On October 10, 1938, a project hearing was held before the Board of Zoning Appeals on a petition for variance to permit construction to start within two weeks on the $1,680,000 multi-apartment project to be located in northeast Indianapolis. Samuel B. Sutphin of New Augusta, owner of the 25-acre site for the proposed project, filed the petition with the zoning board.
Purchase of the site by the Marcy Realty Corporation depended upon favorable action by the zoning board. The multi apartment project first was planned by its sponsors on a tract at 59th street and the Monon Railroad but was abandoned when nearby property owners protested. The new site was bounded on the north by 46th street between College and Keystone Ave in Indianapolis, just north of the Indiana State School for the Deaf. Development of the project took 500 workmen nearly eight months to construct.
The buildings are appropriately distributed over the twenty-five-acre tract and the Federal Housing Administration complimented the sponsors for the excellent construction and arrangement represented in the several buildings.

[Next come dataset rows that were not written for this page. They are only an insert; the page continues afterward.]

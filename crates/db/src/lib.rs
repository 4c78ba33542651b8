pub mod connection;
pub mod fixtures;
pub mod migrations;
pub mod repositories;

pub use connection::{connect, connect_with_settings, DbPool};
pub use fixtures::{DemoSeedDataset, SeedResult, SeededTenant, VerificationResult};
use std::collections::BTreeMap;
use std::fmt;

use chrono::{DateTime, Utc};
use serde::{Deserialize, Serialize};
use serde_json::{Map, Value};

use crate::domain::action::ProviderCategory;

#[derive(Clone, Debug, PartialEq, Eq, Hash, PartialOrd, Ord, Serialize, Deserialize)]
pub struct TenantId(pub String);

impl fmt::Display for TenantId {
    fn fmt(&self, f: &mut fmt::Formatter<'_>) -> fmt::Result {
        f.write_str(&self.0)
    }
}

/// Settings object handed verbatim to a provider factory.
pub type ProviderSettings = Map<String, Value>;

/// Which named provider serves one category for a tenant.
#[derive(Clone, Debug, PartialEq, Serialize, Deserialize)]
pub struct ProviderConfig {
    pub provider: String,
    #[serde(default)]
    pub settings: ProviderSettings,
}

impl ProviderConfig {
    pub fn named(provider: impl Into<String>) -> Self {
        Self { provider: provider.into(), settings: ProviderSettings::new() }
    }

    pub fn with_setting(mut self, key: impl Into<String>, value: Value) -> Self {
        self.settings.insert(key.into(), value);
        self
    }
}

pub type ProviderConfigs = BTreeMap<ProviderCategory, ProviderConfig>;

#[derive(Clone, Debug, PartialEq, Serialize, Deserialize)]
pub struct Tenant {
    pub id: TenantId,
    pub slug: String,
    pub api_key_hash: String,
    pub provider_configs: ProviderConfigs,
    pub is_active: bool,
    pub created_at: DateTime<Utc>,
    pub updated_at: DateTime<Utc>,
}

impl Tenant {
    pub fn provider_config(&self, category: ProviderCategory) -> Option<&ProviderConfig> {
        self.provider_configs.get(&category)
    }
}

/// SHA-256 hex digest used to store and look up tenant API credentials.
pub fn hash_api_key(raw_key: &str) -> String {
    use sha2::{Digest, Sha256};
    let mut hasher = Sha256::new();
    hasher.update(raw_key.trim().as_bytes());
    format!("{:x}", hasher.finalize())
}
use std::collections::BTreeMap;
use std::sync::{Arc, Mutex};

use async_trait::async_trait;
use serde_json::{json, Value};

use crate::domain::action::{ActionPayload, ProviderCategory};
use crate::domain::idempotency::hash_request_body;
use crate::domain::tenant::ProviderSettings;
use crate::errors::ConfigurationError;
use crate::providers::{
    CalendarProvider, CrmProvider, EmailProvider, HelpdeskProvider, KnowledgeProvider,
    ProviderError, ProviderHandle, ProviderRegistry, ProviderResult,
};

pub const SANDBOX_PROVIDER_NAME: &str = "sandbox";

type SandboxStore = Arc<Mutex<BTreeMap<String, ActionPayload>>>;

#[derive(Clone, Copy, Debug, PartialEq, Eq)]
enum SimulatedError {
    Transient,
    Permanent,
}

/// In-process provider that records payloads instead of calling a remote API.
///
/// `settings.simulate_error = "transient" | "permanent"` makes every call fail
/// with that class, which is how demo tenants exercise the retry policy.
#[derive(Clone)]
pub struct SandboxProvider {
    name: String,
    simulate_error: Option<SimulatedError>,
    store: SandboxStore,
}

impl SandboxProvider {
    pub fn from_settings(name: &str, settings: &ProviderSettings) -> Result<Self, String> {
        Self::with_store(name, settings, SandboxStore::default())
    }

    fn with_store(
        name: &str,
        settings: &ProviderSettings,
        store: SandboxStore,
    ) -> Result<Self, String> {
        let simulate_error = match settings.get("simulate_error") {
            None | Some(Value::Null) => None,
            Some(Value::String(raw)) => match raw.trim().to_ascii_lowercase().as_str() {
                "transient" => Some(SimulatedError::Transient),
                "permanent" => Some(SimulatedError::Permanent),
                other => {
                    return Err(format!(
                        "unsupported simulate_error `{other}` (expected transient|permanent)"
                    ))
                }
            },
            Some(other) => return Err(format!("simulate_error must be a string, got {other}")),
        };

        Ok(Self { name: name.to_string(), simulate_error, store })
    }

    fn record(
        &self,
        category: ProviderCategory,
        operation: &str,
        payload: &ActionPayload,
    ) -> Result<ProviderResult, ProviderError> {
        match self.simulate_error {
            Some(SimulatedError::Transient) => {
                return Err(ProviderError::transient(
                    "sandbox_unavailable",
                    format!("sandbox {category} provider simulated a transient failure"),
                ))
            }
            Some(SimulatedError::Permanent) => {
                return Err(ProviderError::permanent(
                    "sandbox_rejected",
                    format!("sandbox {category} provider simulated a permanent failure"),
                ))
            }
            None => {}
        }

        let digest = hash_request_body(&Value::Object(payload.clone()));
        let external_id = format!("sbx_{}_{}", category.as_str(), &digest[..16]);

        let mut store = match self.store.lock() {
            Ok(store) => store,
            Err(poisoned) => poisoned.into_inner(),
        };
        store.insert(external_id.clone(), payload.clone());

        Ok(ProviderResult {
            external_id: external_id.clone(),
            raw_response: json!({
                "id": external_id,
                "operation": operation,
                "provider": self.name,
            }),
        })
    }
}

#[async_trait]
impl CrmProvider for SandboxProvider {
    fn name(&self) -> &str {
        &self.name
    }

    async fn create_record(
        &self,
        payload: &ActionPayload,
    ) -> Result<ProviderResult, ProviderError> {
        self.record(ProviderCategory::Crm, "create_record", payload)
    }

    async fn update_record(
        &self,
        payload: &ActionPayload,
    ) -> Result<ProviderResult, ProviderError> {
        let record_id = payload.get("record_id").and_then(Value::as_str).unwrap_or_default();
        let mut store = match self.store.lock() {
            Ok(store) => store,
            Err(poisoned) => poisoned.into_inner(),
        };
        let Some(existing) = store.get_mut(record_id) else {
            return Err(ProviderError::permanent(
                "record_not_found",
                format!("sandbox crm record `{record_id}` does not exist"),
            ));
        };

        for (key, value) in payload.iter().filter(|(key, _)| key.as_str() != "record_id") {
            existing.insert(key.clone(), value.clone());
        }

        Ok(ProviderResult {
            external_id: record_id.to_string(),
            raw_response: json!({"id": record_id, "operation": "update_record"}),
        })
    }

    async fn find_record(
        &self,
        query: &ActionPayload,
    ) -> Result<Option<ProviderResult>, ProviderError> {
        let store = match self.store.lock() {
            Ok(store) => store,
            Err(poisoned) => poisoned.into_inner(),
        };

        let found = store.iter().find(|(_, fields)| {
            query.iter().all(|(key, expected)| fields.get(key) == Some(expected))
        });

        Ok(found.map(|(id, fields)| ProviderResult {
            external_id: id.clone(),
            raw_response: Value::Object(fields.clone()),
        }))
    }
}

#[async_trait]
impl HelpdeskProvider for SandboxProvider {
    fn name(&self) -> &str {
        &self.name
    }

    async fn create_ticket(
        &self,
        payload: &ActionPayload,
    ) -> Result<ProviderResult, ProviderError> {
        self.record(ProviderCategory::Helpdesk, "create_ticket", payload)
    }
}

#[async_trait]
impl CalendarProvider for SandboxProvider {
    fn name(&self) -> &str {
        &self.name
    }

    async fn create_event(&self, payload: &ActionPayload) -> Result<ProviderResult, ProviderError> {
        self.record(ProviderCategory::Calendar, "create_event", payload)
    }
}

#[async_trait]
impl EmailProvider for SandboxProvider {
    fn name(&self) -> &str {
        &self.name
    }

    async fn send_email(&self, payload: &ActionPayload) -> Result<ProviderResult, ProviderError> {
        self.record(ProviderCategory::Email, "send_email", payload)
    }
}

#[async_trait]
impl KnowledgeProvider for SandboxProvider {
    fn name(&self) -> &str {
        &self.name
    }

    async fn store_document(
        &self,
        payload: &ActionPayload,
    ) -> Result<ProviderResult, ProviderError> {
        self.record(ProviderCategory::Knowledge, "store_document", payload)
    }
}

/// Registers the sandbox provider for every category, sharing one record store.
pub fn register_sandbox(registry: &mut ProviderRegistry) -> Result<(), ConfigurationError> {
    let store = SandboxStore::default();

    for category in ProviderCategory::ALL {
        let store = store.clone();
        registry.register(category, SANDBOX_PROVIDER_NAME, move |settings| {
            let provider = Arc::new(SandboxProvider::with_store(
                SANDBOX_PROVIDER_NAME,
                settings,
                store.clone(),
            )?);
            Ok(match category {
                ProviderCategory::Crm => ProviderHandle::Crm(provider),
                ProviderCategory::Helpdesk => ProviderHandle::Helpdesk(provider),
                ProviderCategory::Calendar => ProviderHandle::Calendar(provider),
                ProviderCategory::Email => ProviderHandle::Email(provider),
                ProviderCategory::Knowledge => ProviderHandle::Knowledge(provider),
            })
        })?;
    }

    Ok(())
}
pub mod dispatcher;
pub mod guard;
pub mod sweeper;

pub use dispatcher::{ActionDispatcher, ActionRequest, DispatchError, DispatchOutcome};
pub use guard::{
    ConflictReason, GuardDecision, GuardError, GuardRequest, GuardSettings, IdempotencyGuard,
    Reservation,
};
pub use sweeper::{ExpirySweeper, SweepReport, SweeperSettings, SweeperShutdown, EXPIRY_LEASE_NAME};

Experts representing the FHA co-operated with the sponsors in respect to land planning, architecture, materials, and equipment and it was their belief that the Marcy Village project would be highly successful, both from the standpoint of economic soundness and excellent housing at reasonable cost for a large number of Indianapolis families. The FHA had a sense of pride in the fact that the government co-operated with the sponsors and lender in giving to Indianapolis what was believed to be one of the outstanding large scale housing operations in the country.
Marcy Village, which represents an expenditure of approximately $1,690,000 was an accomplishment under section 207of the National Housing Act of 1934. Under that section, acceptable sponsors may borrow from some private lending institution approved by the government any amount up to $5,000,000, at an interest rate not to exceed 4%, for terms to be approved by the administer and which in some instances run as long as thirty three years, for the construction of apartment buildings or groups of single-family buildings. At the time, Marcy Village was the ninety project completed in Indiana under that plan, though Marcy Village was the largest of its type in Indiana and a leader in the Mid-West.
Colonial architecture dominated the design of the nineteen buildings of the project. Additionally to the apartments, there were modern shops consisting of five storerooms, which were occupied by a drug store, grocery, barber shop, beauty shop, and dentists' and doctors offices, for the convenience of tenants.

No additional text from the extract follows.